The result of the vote was as follows:
| Votes | Percent | |
|---|---|---|
| For | 47.882.340 | 99,7443 % |
| Against | 122.760 | 0,2557 % |
The resolution adopted by the ordinary General Meeting on agenda item 9 reads as follows:
In accordance with Art. 15 of the Articles of Association of Ströer SE & Co. KGaA, the remuneration of Supervisory Board Members shall be approved by the General Meeting with the consent of the General Partner.

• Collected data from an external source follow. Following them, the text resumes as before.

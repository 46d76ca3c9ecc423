//! Data-source adapters producing candidate endpoints
//!
//! Each source is polled independently; a failing source contributes an
//! empty list and never aborts the gather.

pub mod listing;

use crate::error::SourceFetchError;
use crate::proxy::models::{CandidateEndpoint, ProxyType};
use crate::proxy::parser::ProxyParser;
use async_trait::async_trait;
use futures::stream::{self, StreamExt};
use std::path::PathBuf;
use std::sync::Arc;
use tracing::{info, warn};

pub use listing::{ListingConfig, ListingSource, SourceSpec};

/// Number of sources fetched at once
const GATHER_CONCURRENCY: usize = 5;

/// Capability of producing candidate records
#[async_trait]
pub trait CandidateSource: Send + Sync {
    fn name(&self) -> &str;

    /// Whether fetching needs the local anonymizing relay
    fn requires_relay(&self) -> bool {
        false
    }

    /// Fetch candidates; failures are logged and yield an empty list
    async fn fetch(&self) -> Vec<CandidateEndpoint>;
}

/// Fixed list of candidates, mostly useful for tests and piping
#[derive(Debug, Clone)]
pub struct StaticSource {
    name: String,
    candidates: Vec<CandidateEndpoint>,
}

impl StaticSource {
    pub fn new(name: impl Into<String>, candidates: Vec<CandidateEndpoint>) -> Self {
        Self {
            name: name.into(),
            candidates,
        }
    }
}

#[async_trait]
impl CandidateSource for StaticSource {
    fn name(&self) -> &str {
        &self.name
    }

    async fn fetch(&self) -> Vec<CandidateEndpoint> {
        self.candidates.clone()
    }
}

/// Plain-text list on disk, one `IP:PORT` or `scheme://IP:PORT` per line
#[derive(Debug, Clone)]
pub struct FileSource {
    name: String,
    path: PathBuf,
    proxy_type: ProxyType,
}

impl FileSource {
    pub fn new(path: impl Into<PathBuf>, proxy_type: ProxyType) -> Self {
        let path = path.into();
        Self {
            name: path.display().to_string(),
            path,
            proxy_type,
        }
    }

    async fn try_fetch(&self) -> Result<Vec<CandidateEndpoint>, SourceFetchError> {
        let content = tokio::fs::read_to_string(&self.path)
            .await
            .map_err(|e| SourceFetchError::Io {
                path: self.name.clone(),
                message: e.to_string(),
            })?;
        Ok(ProxyParser::parse_string(&content, self.proxy_type, &self.name))
    }
}

#[async_trait]
impl CandidateSource for FileSource {
    fn name(&self) -> &str {
        &self.name
    }

    async fn fetch(&self) -> Vec<CandidateEndpoint> {
        match self.try_fetch().await {
            Ok(candidates) => candidates,
            Err(e) => {
                warn!("{}", e);
                Vec::new()
            }
        }
    }
}

/// Poll every source in parallel and merge, dropping duplicate host:port pairs
pub async fn gather(sources: &[Arc<dyn CandidateSource>]) -> Vec<CandidateEndpoint> {
    let batches: Vec<Vec<CandidateEndpoint>> = stream::iter(sources.iter().cloned())
        .map(|source| async move {
            let candidates = source.fetch().await;
            info!("{} candidates from {}", candidates.len(), source.name());
            candidates
        })
        .buffer_unordered(GATHER_CONCURRENCY)
        .collect()
        .await;

    let merged = ProxyParser::dedup(batches.into_iter().flatten().collect());
    info!("{} unique candidates collected", merged.len());
    merged
}

#[cfg(test)]
mod tests {
    use super::*;
    use std::io::Write;

    fn candidate(host: &str, port: u16) -> CandidateEndpoint {
        CandidateEndpoint::new(host, port, ProxyType::Http)
    }

    #[tokio::test]
    async fn test_gather_merges_and_dedups() {
        let sources: Vec<Arc<dyn CandidateSource>> = vec![
            Arc::new(StaticSource::new(
                "a",
                vec![candidate("1.1.1.1", 80), candidate("2.2.2.2", 8080)],
            )),
            Arc::new(StaticSource::new(
                "b",
                vec![candidate("2.2.2.2", 8080), candidate("3.3.3.3", 3128)],
            )),
        ];

        let merged = gather(&sources).await;

        assert_eq!(merged.len(), 3);
    }

    #[tokio::test]
    async fn test_gather_with_no_sources() {
        assert!(gather(&[]).await.is_empty());
    }

    #[tokio::test]
    async fn test_missing_file_yields_empty_list() {
        let source = FileSource::new("/nonexistent/proxies.txt", ProxyType::Http);
        assert!(source.fetch().await.is_empty());
    }

    #[tokio::test]
    async fn test_file_source_parses_lines() {
        let mut file = tempfile::NamedTempFile::new().unwrap();
        write!(file, "# list\n10.0.0.1:3128\nsocks5://10.0.0.2:1080\ngarbage\n").unwrap();

        let source = FileSource::new(file.path(), ProxyType::Http);
        let candidates = source.fetch().await;

        assert_eq!(candidates.len(), 2);
        assert_eq!(candidates[1].proxy_type, ProxyType::Socks5);
        assert_eq!(candidates[0].provenance.source, source.name());
    }
}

A resolution on the currently applicable remuneration of Supervisory Board Members and the remuneration system was passed by the General Meeting with the consent of the General Partner on 3 September 2021. Following a review of the remuneration, the General Partner and the Supervisory Board have come to the conclusion that the remuneration for an ordinary member of the Audit Committee shall be increased from EUR 5,000 to EUR 10,000 per fiscal year in order to take account of the increased statutory requirements for the Audit Committee and the work of its members. Otherwise, the remuneration of Supervisory Board Members and the underlying remuneration system shall remain unchanged.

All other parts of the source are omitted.